Microbiomics, Metabolomics, Predicted Metagenomics, and Hepatic Steatosis in a Population-Based Study of 1,355 Adults.
Alferink LJM., Radjabzadeh D., Erler NS., Vojinovic D., Medina-Gomez C., Uitterlinden AG., de Knegt RJ., Amin N., Ikram MA., Janssen HLA., Kiefte-de Jong JC., Metselaar HJ., van Duijn CM., Kraaij R., Darwish Murad S.

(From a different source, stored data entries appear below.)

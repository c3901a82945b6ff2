//! Collaborator traits.
//!
//! The score reporter is implemented by the `unitdrill-reporters` crate.

use std::sync::Arc;

use async_trait::async_trait;
use serde::{Deserialize, Serialize};
use tokio::task::JoinHandle;

use crate::session::SessionSummary;

// ---------------------------------------------------------------------------
// Score reporter trait
// ---------------------------------------------------------------------------

/// Trait for external services that collect final scores.
#[async_trait]
pub trait ScoreReporter: Send + Sync {
    /// Human-readable reporter name (e.g. "webhook").
    fn name(&self) -> &str;

    /// Whether the reporter has enough configuration to submit anything.
    fn is_configured(&self) -> bool;

    /// Submit a final score.
    async fn submit_score(&self, submission: &ScoreSubmission) -> anyhow::Result<()>;
}

/// A final score sent to a [`ScoreReporter`].
#[derive(Debug, Clone, PartialEq, Serialize, Deserialize)]
pub struct ScoreSubmission {
    /// Player name.
    pub name: String,
    pub score: i64,
    pub metadata: ScoreMetadata,
}

/// Context sent along with a score.
#[derive(Debug, Clone, PartialEq, Serialize, Deserialize)]
pub struct ScoreMetadata {
    /// Game mode; always "practice" for timed sessions.
    pub mode: String,
    pub duration_secs: u32,
    pub answered: usize,
    pub correct: usize,
}

/// Game mode reported for timed practice sessions.
pub const PRACTICE_MODE: &str = "practice";

impl ScoreSubmission {
    /// Build a practice-mode submission from a session summary.
    pub fn from_summary(name: impl Into<String>, summary: &SessionSummary) -> Self {
        Self {
            name: name.into(),
            score: summary.final_score,
            metadata: ScoreMetadata {
                mode: PRACTICE_MODE.to_string(),
                duration_secs: summary.duration_secs,
                answered: summary.solved.len(),
                correct: summary.correct_count(),
            },
        }
    }
}

/// Submit a score without blocking the caller.
///
/// Failures are logged and swallowed. Returns `None` when the reporter is
/// not configured; otherwise a handle the caller may await before exit.
pub fn submit_in_background(
    reporter: Arc<dyn ScoreReporter>,
    submission: ScoreSubmission,
) -> Option<JoinHandle<()>> {
    if !reporter.is_configured() {
        tracing::debug!(reporter = reporter.name(), "reporter not configured, skipping");
        return None;
    }

    Some(tokio::spawn(async move {
        match reporter.submit_score(&submission).await {
            Ok(()) => tracing::info!(
                reporter = reporter.name(),
                score = submission.score,
                "score submitted"
            ),
            Err(e) => tracing::warn!(reporter = reporter.name(), "score submission failed: {e:#}"),
        }
    }))
}
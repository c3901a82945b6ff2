//! The `unitdrill generate` command.

use std::path::PathBuf;

use anyhow::{Context, Result};

use unitdrill_core::model::Question;

use super::practice::format_question;
use super::{load_catalog_or_builtin, make_generator};

pub fn execute(
    count: usize,
    seed: Option<u64>,
    catalog_path: Option<PathBuf>,
    format: String,
) -> Result<()> {
    anyhow::ensure!(count >= 1, "count must be at least 1");

    let catalog = load_catalog_or_builtin(catalog_path.as_deref())?;
    let mut generator = make_generator(catalog, seed);
    let questions: Vec<Question> = (0..count).map(|_| generator.next_question()).collect();

    match format.as_str() {
        "text" => {
            for (i, q) in questions.iter().enumerate() {
                if i > 0 {
                    println!();
                }
                println!("{}", format_question(q));
            }
        }
        "json" => {
            let json =
                serde_json::to_string_pretty(&questions).context("failed to serialize problems")?;
            println!("{json}");
        }
        other => anyhow::bail!("unknown format: '{other}' (expected text or json)"),
    }

    Ok(())
}
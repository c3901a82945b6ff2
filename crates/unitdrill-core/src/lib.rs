//! unitdrill-core: Unit catalog, problem generation, and practice sessions.
//!
//! This crate defines the unit model, the randomized problem generator with
//! its distractors, and the timed session controller that the rest of
//! unitdrill builds on.

pub mod catalog;
pub mod distractors;
pub mod error;
pub mod explain;
pub mod generator;
pub mod model;
pub mod report;
pub mod session;
pub mod statistics;
pub mod traits;
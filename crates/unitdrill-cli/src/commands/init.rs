//! The `unitdrill init` command.

use std::path::Path;

use anyhow::{Context, Result};

pub fn execute() -> Result<()> {
    if Path::new("unitdrill.toml").exists() {
        println!("unitdrill.toml already exists, skipping.");
    } else {
        std::fs::write("unitdrill.toml", SAMPLE_CONFIG).context("failed to write unitdrill.toml")?;
        println!("Created unitdrill.toml");
    }

    std::fs::create_dir_all("catalogs")?;
    let example_path = Path::new("catalogs/example.toml");
    if example_path.exists() {
        println!("catalogs/example.toml already exists, skipping.");
    } else {
        std::fs::write(example_path, EXAMPLE_CATALOG)
            .context("failed to write catalogs/example.toml")?;
        println!("Created catalogs/example.toml");
    }

    println!("\nNext steps:");
    println!("  1. Edit unitdrill.toml with your name and score webhook");
    println!("  2. Run: unitdrill validate --catalog catalogs/example.toml");
    println!("  3. Run: unitdrill practice --catalog catalogs/example.toml");

    Ok(())
}

const SAMPLE_CONFIG: &str = r#"# unitdrill configuration

player = "Anonymous"
default_duration_secs = 60
feedback_delay_ms = 150
output_dir = "./unitdrill-results"
# catalog = "catalogs"

[reporter]
type = "none"

# To submit final scores, use a webhook instead:
# [reporter]
# type = "webhook"
# url = "${UNITDRILL_SCORE_URL}"
# token = "${UNITDRILL_SCORE_TOKEN}"
"#;

const EXAMPLE_CATALOG: &str = r#"# Each group needs exactly one base unit (to_base = 1).

[[groups]]
name = "Time"

[[groups.units]]
name = "s"
to_base = 1

[[groups.units]]
name = "min"
to_base = 60

[[groups.units]]
name = "h"
to_base = 3600

[[groups.units]]
name = "day"
to_base = 86400

[[groups]]
name = "Digital Storage"

[[groups.units]]
name = "B"
to_base = 1

[[groups.units]]
name = "KiB"
to_base = 1024

[[groups.units]]
name = "MiB"
to_base = 1048576
"#;
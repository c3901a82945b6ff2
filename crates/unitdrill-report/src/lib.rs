//! unitdrill-report: Self-contained HTML rendering of practice sessions.

pub mod html;

pub use html::{generate_html, write_html_report};
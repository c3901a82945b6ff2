//! CLI integration tests using assert_cmd.

use assert_cmd::Command;
use predicates::prelude::*;
use tempfile::TempDir;

fn unitdrill() -> Command {
    #[allow(deprecated)]
    Command::cargo_bin("unitdrill").unwrap()
}

/// A practice command isolated from any user or working-directory config.
fn practice(home: &TempDir) -> Command {
    let mut cmd = unitdrill();
    cmd.current_dir(home.path())
        .env("HOME", home.path())
        .env_remove("UNITDRILL_SCORE_URL")
        .env_remove("UNITDRILL_SCORE_TOKEN")
        .arg("practice");
    cmd
}

#[test]
fn validate_catalog_file() {
    unitdrill()
        .arg("validate")
        .arg("--catalog")
        .arg("../../catalogs/time.toml")
        .assert()
        .success()
        .stdout(predicate::str::contains("Group: Time (6 units)"))
        .stdout(predicate::str::contains("All catalogs valid"));
}

#[test]
fn validate_directory() {
    unitdrill()
        .arg("validate")
        .arg("--catalog")
        .arg("../../catalogs")
        .assert()
        .success()
        .stdout(predicate::str::contains("Imperial Volume"))
        .stdout(predicate::str::contains("Imperial Weight"))
        .stdout(predicate::str::contains("Time"));
}

#[test]
fn validate_reports_warnings() {
    let dir = TempDir::new().unwrap();
    let path = dir.path().join("bad.toml");
    std::fs::write(
        &path,
        r#"
[[groups]]
name = "Broken"

[[groups.units]]
name = "a"
to_base = 2

[[groups.units]]
name = "b"
to_base = -3
"#,
    )
    .unwrap();

    unitdrill()
        .arg("validate")
        .arg("--catalog")
        .arg(&path)
        .assert()
        .success()
        .stdout(predicate::str::contains("[Broken] WARNING: no base unit"))
        .stdout(predicate::str::contains("non-positive multiplier"))
        .stdout(predicate::str::contains("warning(s) found"));
}

#[test]
fn validate_nonexistent_file() {
    unitdrill()
        .arg("validate")
        .arg("--catalog")
        .arg("nonexistent.toml")
        .assert()
        .failure()
        .stderr(predicate::str::contains("Error"));
}

#[test]
fn units_lists_builtin_groups() {
    unitdrill()
        .arg("units")
        .assert()
        .success()
        .stdout(predicate::str::contains("Metric Length"))
        .stdout(predicate::str::contains("English Volume"))
        .stdout(predicate::str::contains("fl oz"))
        .stdout(predicate::str::contains("63360"));
}

#[test]
fn units_with_custom_catalog() {
    unitdrill()
        .arg("units")
        .arg("--catalog")
        .arg("../../catalogs/time.toml")
        .assert()
        .success()
        .stdout(predicate::str::contains("s (base)"))
        .stdout(predicate::str::contains("86400"))
        .stdout(predicate::str::contains("Metric Length").not());
}

#[test]
fn generate_json() {
    let output = unitdrill()
        .args(["generate", "--count", "3", "--seed", "42", "--format", "json"])
        .output()
        .unwrap();
    assert!(output.status.success());

    let questions: serde_json::Value = serde_json::from_slice(&output.stdout).unwrap();
    let questions = questions.as_array().unwrap();
    assert_eq!(questions.len(), 3);
    for q in questions {
        let options = q["options"].as_array().unwrap();
        assert_eq!(options.len(), 4);
        let answer = q["problem"]["answer"].as_f64().unwrap();
        assert!(options.iter().any(|o| o.as_f64() == Some(answer)));
    }
}

#[test]
fn generate_is_reproducible_with_seed() {
    let run = || {
        unitdrill()
            .args(["generate", "--count", "4", "--seed", "7"])
            .output()
            .unwrap()
            .stdout
    };
    assert_eq!(run(), run());
}

#[test]
fn generate_rejects_unknown_format() {
    unitdrill()
        .args(["generate", "--format", "yaml"])
        .assert()
        .failure()
        .stderr(predicate::str::contains("unknown format"));
}

#[test]
fn example_for_given_question() {
    unitdrill()
        .args(["example", "--question", "Convert 3 ft to in"])
        .assert()
        .success()
        .stdout(predicate::str::contains("Problem: Convert 3 ft to in (English Length)"))
        .stdout(predicate::str::contains("Answer: 36"));
}

#[test]
fn example_random() {
    unitdrill()
        .args(["example", "--seed", "3"])
        .assert()
        .success()
        .stdout(predicate::str::contains("Problem: Convert"))
        .stdout(predicate::str::contains("Method: Convert"));
}

#[test]
fn practice_clamps_short_duration() {
    let home = TempDir::new().unwrap();
    practice(&home)
        .args(["--duration", "5", "--seed", "7"])
        .write_stdin("1\nq\n")
        .assert()
        .success()
        .stdout(predicate::str::contains("Practice session: 10s"))
        .stdout(predicate::str::contains("Final score"))
        .stdout(predicate::str::contains("1 correct").or(predicate::str::contains("1 incorrect")));
}

#[test]
fn practice_invalid_duration_defaults_to_sixty() {
    let home = TempDir::new().unwrap();
    practice(&home)
        .args(["--duration", "soon"])
        .write_stdin("q\n")
        .assert()
        .success()
        .stdout(predicate::str::contains("Practice session: 60s"))
        .stdout(predicate::str::contains("No problems answered"));
}

#[test]
fn practice_ends_on_eof() {
    let home = TempDir::new().unwrap();
    practice(&home)
        .args(["--seed", "11"])
        .write_stdin("2\n3\n")
        .assert()
        .success()
        .stdout(predicate::str::contains("Final score"))
        .stdout(predicate::str::contains("Correct"));
}

#[test]
fn practice_example_does_not_answer() {
    let home = TempDir::new().unwrap();
    practice(&home)
        .args(["--seed", "5"])
        .write_stdin("e\nq\n")
        .assert()
        .success()
        .stdout(predicate::str::contains("Solution: Method: Convert"))
        .stdout(predicate::str::contains("Final score: 0 (0 correct, 0 incorrect"));
}

#[test]
fn practice_rejects_garbage_input() {
    let home = TempDir::new().unwrap();
    practice(&home)
        .write_stdin("banana\nq\n")
        .assert()
        .success()
        .stdout(predicate::str::contains("Enter an option number"));
}

#[test]
fn practice_writes_reports() {
    let home = TempDir::new().unwrap();
    let out = home.path().join("results");

    practice(&home)
        .args(["--seed", "1", "--name", "Ada", "--format", "all", "--output"])
        .arg(&out)
        .write_stdin("1\n2\nq\n")
        .assert()
        .success();

    let mut names: Vec<String> = std::fs::read_dir(&out)
        .unwrap()
        .map(|e| e.unwrap().file_name().to_string_lossy().into_owned())
        .collect();
    names.sort();
    assert_eq!(names.len(), 2);
    assert!(names[0].starts_with("session-") && names[0].ends_with(".html"));
    assert!(names[1].ends_with(".json"));

    let json = std::fs::read_to_string(out.join(&names[1])).unwrap();
    let report: serde_json::Value = serde_json::from_str(&json).unwrap();
    assert_eq!(report["player"], "Ada");
    assert_eq!(report["summary"]["solved"].as_array().unwrap().len(), 2);
}

#[test]
fn practice_rejects_unknown_report_format() {
    let home = TempDir::new().unwrap();
    practice(&home)
        .args(["--format", "sarif"])
        .write_stdin("q\n")
        .assert()
        .failure()
        .stderr(predicate::str::contains("unknown report format"));
}

#[test]
fn practice_survives_unreachable_score_service() {
    let home = TempDir::new().unwrap();
    let config = home.path().join("custom.toml");
    std::fs::write(
        &config,
        r#"
player = "Grace"
feedback_delay_ms = 0

[reporter]
type = "webhook"
url = "http://127.0.0.1:1/scores"
timeout_secs = 2
"#,
    )
    .unwrap();

    practice(&home)
        .arg("--config")
        .arg(&config)
        .write_stdin("1\nq\n")
        .assert()
        .success()
        .stdout(predicate::str::contains("Final score"));
}

#[test]
fn practice_uses_catalog_from_config() {
    let home = TempDir::new().unwrap();
    std::fs::write(
        home.path().join("unitdrill.toml"),
        format!(
            "catalog = \"{}\"\n",
            std::fs::canonicalize("../../catalogs/time.toml")
                .unwrap()
                .display()
        ),
    )
    .unwrap();

    practice(&home)
        .write_stdin("q\n")
        .assert()
        .success()
        .stdout(predicate::str::contains("(Time)"));
}

#[test]
fn practice_missing_config_fails() {
    let home = TempDir::new().unwrap();
    practice(&home)
        .args(["--config", "nope.toml"])
        .write_stdin("q\n")
        .assert()
        .failure()
        .stderr(predicate::str::contains("config file not found"));
}

#[test]
fn init_creates_files() {
    let dir = TempDir::new().unwrap();

    unitdrill()
        .current_dir(dir.path())
        .arg("init")
        .assert()
        .success()
        .stdout(predicate::str::contains("Created unitdrill.toml"))
        .stdout(predicate::str::contains("Created catalogs/example.toml"));

    assert!(dir.path().join("unitdrill.toml").exists());
    assert!(dir.path().join("catalogs/example.toml").exists());

    unitdrill()
        .arg("validate")
        .arg("--catalog")
        .arg(dir.path().join("catalogs"))
        .assert()
        .success()
        .stdout(predicate::str::contains("All catalogs valid"));
}

#[test]
fn init_skips_existing() {
    let dir = TempDir::new().unwrap();

    unitdrill()
        .current_dir(dir.path())
        .arg("init")
        .assert()
        .success();

    unitdrill()
        .current_dir(dir.path())
        .arg("init")
        .assert()
        .success()
        .stdout(predicate::str::contains("already exists"));
}

#[test]
fn help_output() {
    unitdrill()
        .arg("--help")
        .assert()
        .success()
        .stdout(predicate::str::contains("Timed unit-conversion quiz"));
}

#[test]
fn version_output() {
    unitdrill()
        .arg("--version")
        .assert()
        .success()
        .stdout(predicate::str::contains("unitdrill"));
}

BACKGROUND AND AIMS: Previous small studies have appraised the gut microbiome (GM) in steatosis, but large-scale studies are lacking. We studied the association of the GM diversity and composition, plasma metabolites, predicted functional metagenomics, and steatosis. APPROACH AND RESULTS: This is a cross-sectional analysis of the prospective population-based Rotterdam Study. We used 16S ribosomal RNA gene sequencing and determined taxonomy using the SILVA reference database. Alpha diversity and beta diversity were calculated using the Shannon diversity index and Bray-Curtis dissimilarities. Differences were tested across steatosis using permutational multivariate analysis of variance. Hepatic steatosis was diagnosed by ultrasonography. We subsequently selected genera using regularized regression. The functional metagenome was predicted based on the GM using Kyoto Encyclopedia of Genes and Genomes pathways. Serum metabolomics were assessed using high-throughput proton nuclear magnetic resonance. All analyses were adjusted for age, sex, body mass index, alcohol, diet, and proton-pump inhibitors. We included 1,355 participants, of whom 472 had steatosis. Alpha diversity was lower in steatosis (P = 1.1∙10-9 ), and beta diversity varied across steatosis strata (P = 0.001). Lasso selected 37 genera of which three remained significantly associated after adjustment (Coprococcus3: β = -65; Ruminococcus Gauvreauiigroup: β = 62; and Ruminococcus Gnavusgroup: β = 45, Q-value = 0.037). Predicted metagenome analyses revealed that pathways of secondary bile-acid synthesis and biotin metabolism were present, and D-alanine metabolism was absent in steatosis. Metabolic profiles showed positive associations for aromatic and branched chain amino acids and glycoprotein acetyls with steatosis and R. Gnavusgroup, whereas these metabolites were inversely associated with alpha diversity and Coprococcus3. CONCLUSIONS: We confirmed, on a large-scale, the lower microbial diversity and association of Coprococcus and Ruminococcus Gnavus with steatosis. We additionally showed that steatosis and alpha diversity share opposite metabolic profiles.